The first step actually consists of two parts. The court “must determine: 1) whether extraordinary and compelling reasons warrant . . . a [sentence] reduction; and 2) that such a reduction is consistent with applicable policy statements issued by the Sentencing Commission.” Malone, 57 F.4th at 173; see Moody, 2024 WL 3881520, at * 4; Davis, 99 F.4th at 653; Bond, 56 F.4th at 383; Bethea, 54 F.4th at 831; United States v. Kibble, 992 F.3d 326, 330 (4th Cir. 2021) (per curiam), cert. denied, ___U.S.___, 142 S.Ct. 383 (2021).

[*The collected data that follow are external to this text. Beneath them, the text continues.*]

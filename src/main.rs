use clap::{Parser, Subcommand};
use std::io::{self, BufRead, Write};
use std::path::{Path, PathBuf};

use cfg_lab::paths::{self, Graph};
use cfg_lab::{Grammar, GrammarConfig};

/// Educational CFG toolset: interactive grammar session and a
/// shortest-path demo
#[derive(Parser)]
#[command(author, version, about, long_about = None)]
struct Cli {
    /// Maximum expansion depth before generation is aborted
    #[arg(long, default_value_t = 100)]
    max_depth: usize,

    /// Number of sentences to generate after the membership check
    #[arg(long, default_value_t = 2)]
    count: usize,

    /// Save the entered grammar as JSON before exiting
    #[arg(long)]
    save: Option<PathBuf>,

    /// Subcommands
    #[command(subcommand)]
    command: Option<Commands>,
}

#[derive(Subcommand)]
enum Commands {
    /// Compute the shortest path between two nodes of a JSON graph
    Route {
        /// Path to a JSON adjacency map, e.g. {"A": [["B", 1]]}
        graph_file: PathBuf,

        /// Start node
        start: String,

        /// End node
        end: String,
    },
}

fn main() -> Result<(), Box<dyn std::error::Error>> {
    let cli = Cli::parse();

    match &cli.command {
        Some(Commands::Route {
            graph_file,
            start,
            end,
        }) => run_route(graph_file, start, end),
        None => run_session(&cli),
    }
}

/// Interactive grammar session over stdin/stdout, in the fixed protocol
/// order: symbol declarations, start symbol, productions until `fin`, a
/// membership test string, then generated sentences.
fn run_session(cli: &Cli) -> Result<(), Box<dyn std::error::Error>> {
    let stdin = io::stdin();
    let mut input = stdin.lock();

    let non_terminal_line = prompt(
        &mut input,
        "Enter the non-terminal symbols separated by commas (example: S,A,B): ",
    )?;
    let terminal_line = prompt(
        &mut input,
        "Enter the terminal symbols separated by commas (example: a,b,c): ",
    )?;
    let start_line = prompt(&mut input, "Enter the start symbol: ")?;

    let config = GrammarConfig {
        max_expansion_depth: cli.max_depth,
    };
    let mut grammar = Grammar::with_config(start_line.trim(), config);
    grammar.declare_non_terminals(&non_terminal_line);
    grammar.declare_terminals(&terminal_line);

    println!("Enter the productions (format: NonTerminal->alternatives separated by '|'). Example: S->aS|bA|ε");
    println!("Type 'fin' when done.");

    loop {
        let line = read_line(&mut input)?;
        if line.trim().eq_ignore_ascii_case(cfg_lab::END_SENTINEL) {
            break;
        }
        grammar.add_production_line(&line)?;
    }

    let test_string = prompt(
        &mut input,
        "Enter a string to check against the grammar: ",
    )?;
    if grammar.is_terminal_string(test_string.trim()) {
        println!("The string belongs to the grammar.");
    } else {
        println!("The string does NOT belong to the grammar.");
    }

    println!("\nGenerating {} sentences:", cli.count);
    for _ in 0..cli.count {
        match grammar.generate() {
            Ok(sentence) => println!("{}", sentence),
            Err(err) => eprintln!("generation failed: {}", err),
        }
    }

    if let Some(path) = &cli.save {
        grammar.to_json_file(path)?;
        println!("Saved grammar to {}", path.display());
    }

    Ok(())
}

fn run_route(graph_file: &Path, start: &str, end: &str) -> Result<(), Box<dyn std::error::Error>> {
    let graph = Graph::from_json_file(graph_file)?;
    let (distance, path) = paths::shortest_path(&graph, start, end);

    if distance == paths::INFINITY {
        println!("{} is unreachable from {}.", end, start);
        return Ok(());
    }

    println!("The shortest distance from {} to {} is {}.", start, end, distance);
    println!("The shortest path is: {}.", path.join(" -> "));
    Ok(())
}

fn prompt<R: BufRead>(input: &mut R, message: &str) -> io::Result<String> {
    print!("{}", message);
    io::stdout().flush()?;
    read_line(input)
}

fn read_line<R: BufRead>(input: &mut R) -> io::Result<String> {
    let mut line = String::new();
    if input.read_line(&mut line)? == 0 {
        return Err(io::Error::new(
            io::ErrorKind::UnexpectedEof,
            "unexpected end of input",
        ));
    }
    // Strip the trailing newline, keep interior whitespace
    while line.ends_with('\n') || line.ends_with('\r') {
        line.pop();
    }
    Ok(line)
}
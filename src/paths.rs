use std::cmp::Reverse;
use std::collections::{BinaryHeap, HashMap};
use std::fs::File;
use std::io::BufReader;
use std::path::Path;

use serde::{Deserialize, Serialize};

use crate::utils::GraphResult;

/// Sentinel distance for unreachable nodes
pub const INFINITY: u64 = u64::MAX;

/// A weighted directed graph as an adjacency map.
///
/// Weights are unsigned, so the no-negative-weights invariant Dijkstra
/// relies on holds by construction.
#[derive(Debug, Clone, Default, PartialEq, Serialize, Deserialize)]
#[serde(transparent)]
pub struct Graph {
    adjacency: HashMap<String, Vec<(String, u64)>>,
}

impl Graph {
    /// Create an empty graph
    pub fn new() -> Self {
        Graph::default()
    }

    /// Add a directed edge from `from` to `to` with the given weight
    pub fn add_edge(&mut self, from: &str, to: &str, weight: u64) -> &mut Self {
        self.adjacency
            .entry(from.to_string())
            .or_default()
            .push((to.to_string(), weight));
        self
    }

    /// Load a graph from a JSON adjacency map, e.g.
    /// `{"A": [["B", 1], ["C", 4]], "B": [["D", 5]]}`
    pub fn from_json_file<P: AsRef<Path>>(path: P) -> GraphResult<Self> {
        let file = File::open(path)?;
        let graph = serde_json::from_reader(BufReader::new(file))?;
        Ok(graph)
    }

    /// Outgoing edges of a node; nodes without entries have none
    pub fn neighbors(&self, node: &str) -> &[(String, u64)] {
        self.adjacency.get(node).map_or(&[], Vec::as_slice)
    }

    /// Number of nodes with outgoing edges
    pub fn len(&self) -> usize {
        self.adjacency.len()
    }

    /// Whether the graph has no edges at all
    pub fn is_empty(&self) -> bool {
        self.adjacency.is_empty()
    }
}

/// Single-source shortest path between `start` and `end`.
///
/// Returns the minimum total weight and the node sequence from `start` to
/// `end` inclusive. If `end` is unreachable the distance is [`INFINITY`]
/// and the path degenerates to `[end]`, since no predecessor was ever set
/// for it.
pub fn shortest_path(graph: &Graph, start: &str, end: &str) -> (u64, Vec<String>) {
    let mut distances: HashMap<&str, u64> = HashMap::new();
    let mut predecessors: HashMap<&str, &str> = HashMap::new();
    let mut queue: BinaryHeap<Reverse<(u64, &str)>> = BinaryHeap::new();

    distances.insert(start, 0);
    queue.push(Reverse((0, start)));

    while let Some(Reverse((distance, node))) = queue.pop() {
        if node == end {
            break;
        }
        // Stale queue entry for a node already settled closer
        if distance > *distances.get(node).unwrap_or(&INFINITY) {
            continue;
        }

        for (neighbor, weight) in graph.neighbors(node) {
            let candidate = distance.saturating_add(*weight);
            if candidate < *distances.get(neighbor.as_str()).unwrap_or(&INFINITY) {
                distances.insert(neighbor.as_str(), candidate);
                predecessors.insert(neighbor.as_str(), node);
                queue.push(Reverse((candidate, neighbor.as_str())));
            }
        }
    }

    // Walk predecessors back from the destination; an unreachable end has
    // none, which leaves the degenerate single-node path.
    let mut path = vec![end.to_string()];
    let mut node = end;
    while let Some(&previous) = predecessors.get(node) {
        path.push(previous.to_string());
        node = previous;
    }
    path.reverse();

    (*distances.get(end).unwrap_or(&INFINITY), path)
}
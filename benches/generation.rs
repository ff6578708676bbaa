use criterion::{Criterion, criterion_group, criterion_main};

use cfg_lab::GrammarBuilder;
use rand::SeedableRng;
use rand::rngs::StdRng;

fn bench_generation(c: &mut Criterion) {
    let grammar = GrammarBuilder::new("S")
        .non_terminals(&["S", "A"])
        .terminals(&["a", "b", "c"])
        .productions("S", &["aS", "bA", "c"])
        .productions("A", &["aA", "b", "ε"])
        .build();

    c.bench_function("generate seeded", |b| {
        let mut rng = StdRng::seed_from_u64(99);
        b.iter(|| grammar.generate_with(&mut rng).unwrap())
    });

    c.bench_function("is_terminal_string", |b| {
        let sample = "abcabcabcabcabcabcabcabc";
        b.iter(|| grammar.is_terminal_string(sample))
    });
}

criterion_group!(benches, bench_generation);
criterion_main!(benches);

If that first step is met, the court then proceeds to the second step. Under the second step, the court must determine whether release is appropriate in light of the sentencing factors in 18 U.S.C. § 3553(a), “to the extent those factors are applicable.” Bethea, 54 F.4th at 831; see Moody, 2024 WL 3881520, at *4; Malone, 57 F.4th at 174; Hargrove, 30 F.4th at 194; United States v. High, 997 F.3d 181, 186 (4th Cir. 2021); Kibble, 992 F.3d at 330. “Importantly, a court assessing a compassionate release motion is entitled to consider the § 3553(a) factors ‘[o]nly after' conducting the first step's analysis.” Osman, 2024 WL 3633573, at *4 (citations omitted) (alteration in Osman).

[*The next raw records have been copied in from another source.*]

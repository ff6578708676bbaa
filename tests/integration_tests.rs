use cfg_lab::paths::{self, Graph};
use cfg_lab::{Grammar, GrammarBuilder, GrammarConfig, GrammarError};
use pretty_assertions::assert_eq;
use rand::SeedableRng;
use rand::rngs::StdRng;
use std::io::Cursor;

#[test]
fn test_full_session_protocol() {
    // The exact line protocol: declarations, start symbol, productions,
    // sentinel.
    let input = "\
S,A
a,b
S
S->aS|b
A->ε
fin
";
    let grammar = Grammar::from_reader(Cursor::new(input)).unwrap();

    // Membership is character-wise terminal membership
    assert!(grammar.is_terminal_string("ab"));
    assert!(!grammar.is_terminal_string("aB"));

    // Every sentence of this grammar matches a*b
    let mut rng = StdRng::seed_from_u64(1);
    for _ in 0..20 {
        let sentence = grammar.generate_with(&mut rng).unwrap();
        assert!(sentence.ends_with('b'), "bad sentence: {}", sentence);
        assert!(
            sentence[..sentence.len() - 1].chars().all(|c| c == 'a'),
            "bad sentence: {}",
            sentence
        );
    }
}

#[test]
fn test_sentinel_is_case_insensitive() {
    let input = "S\na\nS\nS->a\nFIN\n";
    let grammar = Grammar::from_reader(Cursor::new(input)).unwrap();
    assert_eq!(grammar.generate().unwrap(), "a");
}

#[test]
fn test_redeclared_production_replaces_previous_list() {
    let input = "S\na,b,c\nS\nS->aS|b\nS->c\nfin\n";
    let grammar = Grammar::from_reader(Cursor::new(input)).unwrap();

    assert_eq!(grammar.productions()["S"], vec!["c"]);
    assert_eq!(grammar.generate().unwrap(), "c");
}

#[test]
fn test_epsilon_only_grammar_generates_empty() {
    let input = "S\na\nS\nS->ε\nfin\n";
    let grammar = Grammar::from_reader(Cursor::new(input)).unwrap();

    for _ in 0..10 {
        assert_eq!(grammar.generate().unwrap(), "");
    }
}

#[test]
fn test_self_recursive_grammar_hits_expansion_limit() {
    let input = "S\na\nS\nS->SS\nfin\n";
    let config = GrammarConfig {
        max_expansion_depth: 32,
    };
    let grammar = Grammar::from_reader_with_config(Cursor::new(input), config).unwrap();

    let result = grammar.generate();
    assert!(matches!(
        result,
        Err(GrammarError::ExpansionLimitExceeded { .. })
    ));
}

#[test]
fn test_malformed_production_aborts_load() {
    let input = "S\na\nS\nS=aS\nfin\n";
    let result = Grammar::from_reader(Cursor::new(input));
    assert!(matches!(result, Err(GrammarError::MalformedProduction(_))));
}

#[test]
fn test_loaded_grammar_queried_from_threads() {
    // Load-then-query phases: a fully loaded grammar is read-only and may
    // be shared across generation threads.
    let grammar = GrammarBuilder::new("S")
        .non_terminals(&["S"])
        .terminals(&["a", "b"])
        .productions("S", &["aS", "b"])
        .build();

    std::thread::scope(|scope| {
        for _ in 0..4 {
            scope.spawn(|| {
                for _ in 0..10 {
                    let sentence = grammar.generate().unwrap();
                    assert!(sentence.ends_with('b'));
                }
            });
        }
    });
}

#[test]
fn test_grammar_json_snapshot() {
    let dir = tempfile::tempdir().unwrap();
    let path = dir.path().join("grammar.json");

    let grammar = GrammarBuilder::new("S")
        .non_terminals(&["S"])
        .terminals(&["a", "b"])
        .productions("S", &["aS", "b"])
        .build();

    grammar.to_json_file(&path).unwrap();
    let restored = Grammar::from_json_file(&path).unwrap();

    assert_eq!(grammar, restored);
    assert!(restored.generate().unwrap().ends_with('b'));
}

#[test]
fn test_route_from_json_file() {
    let dir = tempfile::tempdir().unwrap();
    let path = dir.path().join("graph.json");

    let json = r#"{
        "A": [["B", 1], ["C", 4]],
        "B": [["A", 1], ["C", 2], ["D", 5]],
        "C": [["A", 4], ["B", 2], ["D", 1]],
        "D": [["B", 5], ["C", 1]]
    }"#;
    std::fs::write(&path, json).unwrap();

    let graph = Graph::from_json_file(&path).unwrap();
    let (distance, route) = paths::shortest_path(&graph, "A", "D");

    // A->B (1), B->C (2), C->D (1)
    assert_eq!(distance, 4);
    assert_eq!(route, vec!["A", "B", "C", "D"]);
}

#[test]
fn test_unreachable_route_keeps_degenerate_path() {
    let mut graph = Graph::new();
    graph.add_edge("A", "B", 1).add_edge("C", "D", 1);

    let (distance, route) = paths::shortest_path(&graph, "A", "D");
    assert_eq!(distance, paths::INFINITY);
    assert_eq!(route, vec!["D"]);
}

As the Fourth Circuit has recognized, “when deciding whether to reduce a defendant's sentence under § 3582(c)(1)(A), a district court may grant a reduction only if it is ‘consistent with applicable policy statements issued by the Sentencing Commission.'” United States v. Taylor, 820 Fed.Appx. 229, 230 (4th Cir. 2020) (per curiam) (citing 18 U.S.C. § 3582(c)(1)(A)); see Davis, 99 F.4th at 653-54; see also Malone, 57 F.4th at 173 (stating that the district court may consider the § 3553(a) sentencing factors only after determining that extraordinary and compelling reasons warrant a sentence reduction and that a reduction is consistent with the Sentencing Commission's policy statements); 28 U.S.C. § 994(t).

Generally, “the district court enjoys broad discretion in conducting a § 3582(c)(1)(A) analysis.” United States v. Jenkins, 22 F.4th 162, 169 (4th Cir. 2021). Notably, “it weighs against an abuse of discretion-and is viewed as ‘significant'-when the same judge who sentenced the defendant rules on the compassionate release motion.” Bethea, 54 F.4th at 834; see United States v. Gutierrez, 2023 WL 245001, at *5 (4th Cir. Jan. 18, 2023); Hargrove, 30 F.4th at 200; High, 997 F.3d at 189.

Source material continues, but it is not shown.